New year, new decade, new era of possibilities. This was the sentiment that floated effortlessly through the air as 2019 gave way to 2020. However, that hope wasn’t the only thing traveling around the world as people switched their calendars and practiced writing a new date on forms. The Covid-19 virus had already shut down parts of China and was quickly penetrating international borders with little oversight and no warning.

By April 1st, most of the world’s population had been placed under stay-at-home orders. Consumer patterns saw a large shift in priorities. Paint and hardware stores started offering delivery and door-to-car services at the beginning of the quarantine period. Sales spiked as people sought ways to stay busy while social distancing. This adjustment was crucial and, in most areas, well implemented. However, there are still ways in which the paint and coatings industry remains outmoded and unable to adapt quickly, especially when it comes to our reliance on stationary spectrophotometers.

Traditional spectrophotometers are complex machines that provide limitations within today’s new societal norms. If a custom paint match is needed, a physical sample must be taken to the store where a stationary spectrophotometer produces a formulation. These methods, while reliable, can be cumbersome, time intensive and require close physical contact within store locations. What the industry needs now more than ever before is a mobile-paired spectrophotometer that allows field users to send formulation and scan data back to the store or laboratory without unnecessary physical contact.

In response to this need, Variable, Inc. released the Spectro 1 Pro (Figure 1), a mobile-paired spectrophotometer that fits in the palm of your hand, producing formulation data that is comparable to what is produced by benchtop spectrophotometers inside color laboratories. While it is not to be considered a reference instrument, the device takes that high-level spectrophotometer technology and makes it available to anyone who needs access. This allows users to send back data that is as accurate as stationary spectrophotometers through a variety of mobile communication means including text, email or the cloud.

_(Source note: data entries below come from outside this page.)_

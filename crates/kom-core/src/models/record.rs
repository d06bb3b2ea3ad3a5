//! The extracted KOM record.
//!
//! Scalar fields live in a name-keyed map seeded from a static schema, so
//! every declared field is present in the output even when nothing was
//! found for it. The map is ordered, which keeps serialized output stable
//! across runs.

use std::collections::BTreeMap;

use chrono::NaiveDate;
use lazy_static::lazy_static;
use rust_decimal::Decimal;
use serde::{Serialize, Serializer};

/// Type of a declared scalar field.
#[derive(Debug, Clone, Copy, PartialEq, Eq)]
pub enum FieldKind {
    Text,
    Decimal,
    Bool,
    Date,
    Integer,
}

impl FieldKind {
    /// Value a field of this kind holds before anything is extracted.
    pub fn empty(self) -> FieldValue {
        match self {
            FieldKind::Text => FieldValue::Text(String::new()),
            FieldKind::Decimal => FieldValue::Decimal(None),
            FieldKind::Bool => FieldValue::Bool(false),
            FieldKind::Date => FieldValue::Date(None),
            FieldKind::Integer => FieldValue::Integer(None),
        }
    }
}

/// A typed scalar value.
#[derive(Debug, Clone, PartialEq)]
pub enum FieldValue {
    Text(String),
    Decimal(Option<Decimal>),
    Bool(bool),
    Date(Option<NaiveDate>),
    Integer(Option<i64>),
}

impl FieldValue {
    pub fn kind(&self) -> FieldKind {
        match self {
            FieldValue::Text(_) => FieldKind::Text,
            FieldValue::Decimal(_) => FieldKind::Decimal,
            FieldValue::Bool(_) => FieldKind::Bool,
            FieldValue::Date(_) => FieldKind::Date,
            FieldValue::Integer(_) => FieldKind::Integer,
        }
    }
}

/// Decimals are written as JSON numbers and dates as `YYYY-MM-DD`.
impl Serialize for FieldValue {
    fn serialize<S: Serializer>(&self, serializer: S) -> Result<S::Ok, S::Error> {
        match self {
            FieldValue::Text(s) => serializer.serialize_str(s),
            FieldValue::Bool(b) => serializer.serialize_bool(*b),
            FieldValue::Decimal(Some(d)) => rust_decimal::serde::float::serialize(d, serializer),
            FieldValue::Date(Some(d)) => serializer.collect_str(&d.format("%Y-%m-%d")),
            FieldValue::Integer(Some(i)) => serializer.serialize_i64(*i),
            FieldValue::Decimal(None) | FieldValue::Date(None) | FieldValue::Integer(None) => {
                serializer.serialize_none()
            }
        }
    }
}

/// One row of the line-item table.
#[derive(Debug, Clone, PartialEq, Serialize)]
pub struct LineItem {
    pub item_number: String,
    pub description: String,
    #[serde(with = "rust_decimal::serde::float_option")]
    pub value_1: Option<Decimal>,
    #[serde(with = "rust_decimal::serde::float_option")]
    pub value_2: Option<Decimal>,
    #[serde(with = "rust_decimal::serde::float_option")]
    pub value_3: Option<Decimal>,
    #[serde(with = "rust_decimal::serde::float_option")]
    pub value_4: Option<Decimal>,
}

/// One required piece of equipment (burner, blower, media).
#[derive(Debug, Clone, PartialEq, Serialize)]
pub struct EquipmentRequired {
    pub equipment_type: String,
    pub qty: Option<i64>,
    pub kn_number: String,
    pub description: String,
}

lazy_static! {
    static ref SCHEMA: Vec<(String, FieldKind)> = build_schema();
}

/// Every declared scalar field with its kind.
pub fn schema() -> &'static [(String, FieldKind)] {
    &SCHEMA
}

fn build_schema() -> Vec<(String, FieldKind)> {
    use FieldKind::*;

    let mut fields: Vec<(String, FieldKind)> = Vec::new();
    let mut add = |name: String, kind: FieldKind| fields.push((name, kind));

    for (name, kind) in [
        ("proposal_number", Text),
        ("proposal_date", Date),
        ("sales_rep", Text),
        ("date_of_oc", Date),
        ("industry", Text),
        ("industry_subcategory", Text),
        ("discount", Decimal),
        ("po_number", Text),
        ("job_number", Text),
        ("comm_1_inside_percent", Decimal),
        ("comm_1_inside_name", Text),
        ("comm_2_inside_percent", Decimal),
        ("comm_2_inside_name", Text),
        ("comm_outside_amount", Decimal),
        ("comm_outside_name", Text),
    ] {
        add(name.to_string(), kind);
    }

    for party in ["bill_to", "ship_to"] {
        for part in ["name", "phone", "email", "company", "address", "city", "state", "zip"] {
            add(format!("{party}_{part}"), Text);
        }
    }

    for (name, kind) in [
        ("tax_exempt", Bool),
        ("exempt_cert_in_hand", Bool),
        ("tax_action_who", Text),
        ("tax_action_when", Date),
        ("confirm_tax_status_noted", Bool),
        ("customer_in_sage", Bool),
    ] {
        add(name.to_string(), kind);
    }

    for i in 1..=5 {
        add(format!("payment_milestone_{i}_event"), Text);
        add(format!("payment_milestone_{i}_percent"), Decimal);
        add(format!("payment_milestone_{i}_terms"), Text);
        add(format!("payment_milestone_{i}_notes"), Text);
    }

    for (name, kind) in [
        ("consultant", Text),
        ("contractor_name", Text),
        ("desired_delivery", Text),
        ("freight", Text),
        ("international", Bool),
        ("international_freight_method", Text),
        ("shipping_instructions", Text),
        ("specifications_provided", Bool),
        ("specifications_agreed", Bool),
        ("liquidated_damages", Bool),
        ("liquidated_damages_rate_cap", Text),
        ("passivation", Bool),
        ("passivation_in_out_both", Text),
        ("approval_prints_ll_mech", Text),
        ("approval_prints_elect", Text),
        ("approval_prints_required", Bool),
        ("approval_prints_electrical", Bool),
        ("engineering_order_prior_to_approval", Bool),
    ] {
        add(name.to_string(), kind);
    }

    for i in 1..=2 {
        add(format!("htr_{i}_qty"), Decimal);
        for part in ["type", "emissions", "size", "pump_grav", "material"] {
            add(format!("htr_{i}_{part}"), Text);
        }
    }

    for (name, kind) in [
        ("stk_econ_size_bhp", Text),
        ("stk_econ_pump_grav", Text),
        ("stk_econ_material", Text),
        ("stack_length_ft", Decimal),
        ("stack_total", Text),
        ("stack_caps", Bool),
        ("hr_sections", Decimal),
        ("hr_diam_in", Decimal),
        ("hr_tubes", Text),
        ("hr_material", Text),
    ] {
        add(name.to_string(), kind);
    }

    for i in 1..=3 {
        add(format!("tank_{i}_type"), Text);
        add(format!("tank_{i}_dia_in"), Decimal);
        add(format!("tank_{i}_ht_ft"), Decimal);
        add(format!("tank_{i}_ga"), Text);
        add(format!("tank_{i}_material"), Text);
    }

    add("pump_packaging".to_string(), Text);
    add("pump_piping_material".to_string(), Text);
    for i in 1..=4 {
        add(format!("pump_{i}_type"), Text);
        add(format!("pump_{i}_qty"), Decimal);
        add(format!("pump_{i}_flow_gpm"), Decimal);
        add(format!("pump_{i}_tdh_ft"), Decimal);
    }

    for i in 1..=2 {
        add(format!("steam_heater_{i}_dia_in"), Decimal);
        add(format!("steam_heater_{i}_length_in"), Decimal);
        add(format!("steam_heater_{i}_material"), Text);
        add(format!("steam_heater_{i}_valve_type"), Text);
    }

    for (name, kind) in [
        ("softener_asme_coded", Bool),
        ("softener_tank_material", Text),
        ("softener_face_plumbing_material", Text),
        ("panel_qty", Decimal),
        ("panel_plc", Text),
        ("panel_split_volt", Text),
        ("other_vent_condenser", Bool),
        ("other_shaker_screen", Bool),
        ("city_water_meter_in", Decimal),
        ("electrical", Text),
        ("fuel_type", Text),
        ("gas_pressure_psi", Text),
        ("onsite_gas_supply_diameter_in", Decimal),
        ("gas_train_orientation", Text),
        ("utilities_match_proposal", Bool),
        ("notes", Text),
        ("project_name", Text),
        ("project_type", Text),
        ("labor_hr", Text),
        ("labor_pkg", Decimal),
        ("labor_fab", Decimal),
        ("labor_wiring", Decimal),
        ("capital_sell_price", Decimal),
        ("capital_equip_cost", Decimal),
        ("capital_freight", Decimal),
        ("capital_startup_cost", Decimal),
        ("capital_protect_cost", Decimal),
        ("capital_net_revenue", Decimal),
        ("install_sell_price", Decimal),
        ("install_cost", Decimal),
        ("install_trips", Integer),
        ("install_days", Integer),
        ("install_net_revenue", Decimal),
        ("eng_weld_in_out", Bool),
        ("eng_height_greater_than_20ft", Bool),
        ("eng_crane_reqd", Bool),
        ("eng_hi_temp_htr", Bool),
        ("eng_large_hp_or_excessive_ll_pumps", Bool),
        ("eng_generator_need", Bool),
        ("eng_special_testing_reqd", Bool),
        ("eng_extra_forklift_or_scissor_lift_reqd", Bool),
    ] {
        add(name.to_string(), kind);
    }

    fields
}

/// Structured result of one extraction.
#[derive(Debug, Clone, PartialEq, Serialize)]
pub struct KomRecord {
    #[serde(flatten)]
    fields: BTreeMap<String, FieldValue>,

    /// Rows of the line-item table, in sheet order.
    pub line_items: Vec<LineItem>,

    /// Burner, blower and media requirements that were filled in.
    pub equipment_required: Vec<EquipmentRequired>,

    /// Non-fatal notes about fallbacks taken during extraction.
    #[serde(rename = "_validation_warnings")]
    pub validation_warnings: Vec<String>,
}

impl Default for KomRecord {
    fn default() -> Self {
        Self::new()
    }
}

impl KomRecord {
    /// A record with every declared field at its empty value.
    pub fn new() -> Self {
        let fields = schema()
            .iter()
            .map(|(name, kind)| (name.clone(), kind.empty()))
            .collect();

        Self {
            fields,
            line_items: Vec::new(),
            equipment_required: Vec::new(),
            validation_warnings: Vec::new(),
        }
    }

    /// Store a value under a declared field name.
    pub fn set(&mut self, name: &str, value: FieldValue) {
        debug_assert!(
            self.fields.get(name).is_some_and(|v| v.kind() == value.kind()),
            "undeclared field or kind mismatch: {name}"
        );
        self.fields.insert(name.to_string(), value);
    }

    pub fn set_text(&mut self, name: &str, value: impl Into<String>) {
        self.set(name, FieldValue::Text(value.into()));
    }

    pub fn set_decimal(&mut self, name: &str, value: Option<Decimal>) {
        self.set(name, FieldValue::Decimal(value));
    }

    pub fn set_flag(&mut self, name: &str, value: bool) {
        self.set(name, FieldValue::Bool(value));
    }

    pub fn set_date(&mut self, name: &str, value: Option<NaiveDate>) {
        self.set(name, FieldValue::Date(value));
    }

    pub fn set_integer(&mut self, name: &str, value: Option<i64>) {
        self.set(name, FieldValue::Integer(value));
    }

    /// Raw access to a field.
    pub fn get(&self, name: &str) -> Option<&FieldValue> {
        self.fields.get(name)
    }

    /// Text value of a field, `""` if it is not a text field.
    pub fn text(&self, name: &str) -> &str {
        match self.fields.get(name) {
            Some(FieldValue::Text(s)) => s,
            _ => "",
        }
    }

    pub fn decimal(&self, name: &str) -> Option<Decimal> {
        match self.fields.get(name) {
            Some(FieldValue::Decimal(d)) => *d,
            _ => None,
        }
    }

    pub fn flag(&self, name: &str) -> bool {
        matches!(self.fields.get(name), Some(FieldValue::Bool(true)))
    }

    pub fn date(&self, name: &str) -> Option<NaiveDate> {
        match self.fields.get(name) {
            Some(FieldValue::Date(d)) => *d,
            _ => None,
        }
    }

    pub fn integer(&self, name: &str) -> Option<i64> {
        match self.fields.get(name) {
            Some(FieldValue::Integer(i)) => *i,
            _ => None,
        }
    }

    /// All scalar fields in name order.
    pub fn fields(&self) -> impl Iterator<Item = (&str, &FieldValue)> {
        self.fields.iter().map(|(k, v)| (k.as_str(), v))
    }

    /// Serialize to a JSON string.
    pub fn to_json(&self, pretty: bool) -> serde_json::Result<String> {
        if pretty {
            serde_json::to_string_pretty(self)
        } else {
            serde_json::to_string(self)
        }
    }
}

Rendered image showing the Spectro 1 Pro, associated smartphone app and spectral reflectance curve from 400 nm to 700 nm in 10-nm increments.
FIGURE 1 Rendered image showing the Spectro 1 Pro, associated smartphone app and spectral reflectance curve from 400 nm to 700 nm in 10-nm increments.

Variable realized that while we are well into the 21st century, organizations are still relying on antiquated and highly fallible methods of communicating color on a large scale. Within the industry, fan decks, paint chips, physical samples and the human eye are the standard way of finding a match on the job. While the human eye is not able to differentiate close color differences, it is able to see between five to 10 million different colors. Most fan decks hold less than 5,000 colors, often leaving customers with a limited selection and paint professionals with the need to create custom tints for clients. On an industrial level, companies often need to ship physical samples to ensure that the right tint is matched properly. This process is not only costly but time intensive.

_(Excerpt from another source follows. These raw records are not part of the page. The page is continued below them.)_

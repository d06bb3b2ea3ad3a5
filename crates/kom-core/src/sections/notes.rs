//! Free-form notes and project identification.

use crate::models::KomRecord;
use crate::sheet::Sheet;
use crate::validation::ValidationLog;

use super::SectionExtractor;

pub struct NotesSection;

impl SectionExtractor for NotesSection {
    fn name(&self) -> &'static str {
        "notes/project"
    }

    fn extract(&self, sheet: &Sheet<'_>, record: &mut KomRecord, _log: &mut ValidationLog) {
        let notes = sheet.text(116, 3);
        let other_info = sheet.text(118, 2);
        let combined = if other_info.is_empty() {
            notes
        } else {
            format!("{}\n{}", notes, other_info).trim().to_string()
        };
        record.set_text("notes", combined);

        record.set_text("project_name", sheet.text(123, 4));
        record.set_text("project_type", sheet.text(123, 8));
    }
}
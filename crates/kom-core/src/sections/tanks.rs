//! Tanks `#1:` .. `#3:`.

use crate::coerce::parse_decimal;
use crate::models::KomRecord;
use crate::sheet::Sheet;
use crate::validation::ValidationLog;

use super::SectionExtractor;

pub struct TanksSection;

impl SectionExtractor for TanksSection {
    fn name(&self) -> &'static str {
        "tanks"
    }

    fn extract(&self, sheet: &Sheet<'_>, record: &mut KomRecord, log: &mut ValidationLog) {
        let layout = &sheet.layout().tanks;
        let group = sheet.group(layout, log);
        let mut found = 0;

        for (i, row) in group.locate_all(sheet.grid()).into_iter().enumerate() {
            let Some(row) = row else { continue };
            let n = i + 1;
            found += 1;

            let field = |label: &str, col: u32| sheet.label_or_fixed(row, label, col);

            record.set_text(&format!("tank_{n}_type"), sheet.locate_text(&field("Type", 3)));
            record.set_decimal(
                &format!("tank_{n}_dia_in"),
                parse_decimal(&sheet.locate_raw(&field("Dia (in)", 5))),
            );
            record.set_decimal(
                &format!("tank_{n}_ht_ft"),
                parse_decimal(&sheet.locate_raw(&field("Ht (ft)", 7))),
            );
            record.set_text(&format!("tank_{n}_ga"), sheet.locate_text(&field("GA", 9)));
            record.set_text(&format!("tank_{n}_material"), sheet.locate_text(&field("Mat'l", 11)));
        }

        if found == 0 && layout.warn_when_empty {
            log.push(missing_instances_warning(&layout.name, layout.instances()));
        }
    }
}

/// `No tanks found with markers #1/#2/#3`
pub(crate) fn missing_instances_warning(group: &str, instances: usize) -> String {
    let markers = (1..=instances)
        .map(|i| format!("#{}", i))
        .collect::<Vec<_>>()
        .join("/");
    format!("No {} found with markers {}", group, markers)
}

Estimations say that it takes the average paint professional about 90 minutes to achieve a custom tint from a sample. With a mobile-paired spectrophotometer in the field, that estimate is reduced by 50 percent to an average of 45 minutes, as illustrated in Figure 2, and the only travel and contact that is needed is either a home delivery or drive-thru pick up of the custom paint.

An illustration of the two different processes of color matching. The top portion shows the traditional color matching process of cutting a piece of the wall and performing color matching in a paint store taking 90 min. The bottom part shows the use of a portable color matching process that saves time compared to the traditional process.
FIGURE 2 An illustration of the two different processes of color matching. The top portion shows the traditional color matching process of cutting a piece of the wall and performing color matching in a paint store taking 90 min. The bottom part shows the use of a portable color matching process that saves time compared to the traditional process.

 

Communicating Color with Colorimeters

Variable first created the Color Muse, the first low-cost colorimeter to hit the market, in 2016. Finally, there was a color instrument that could digitally store a set of standards and match back to them with a higher level of accuracy than the human eye. While colorimeters are portable, affordable and relatively accurate, they only offered L*a*b*, L*C*h°, HEX, sRGB codes. That information does not provide the necessary reflectance data needed to formulate custom tints. Moreover, the optical geometry of 45/0° in colorimeters does not align well to formulation databases captured in D/8°. Paint professionals and homeowners were still required to take physical samples into their local paint stores for those precision custom tints.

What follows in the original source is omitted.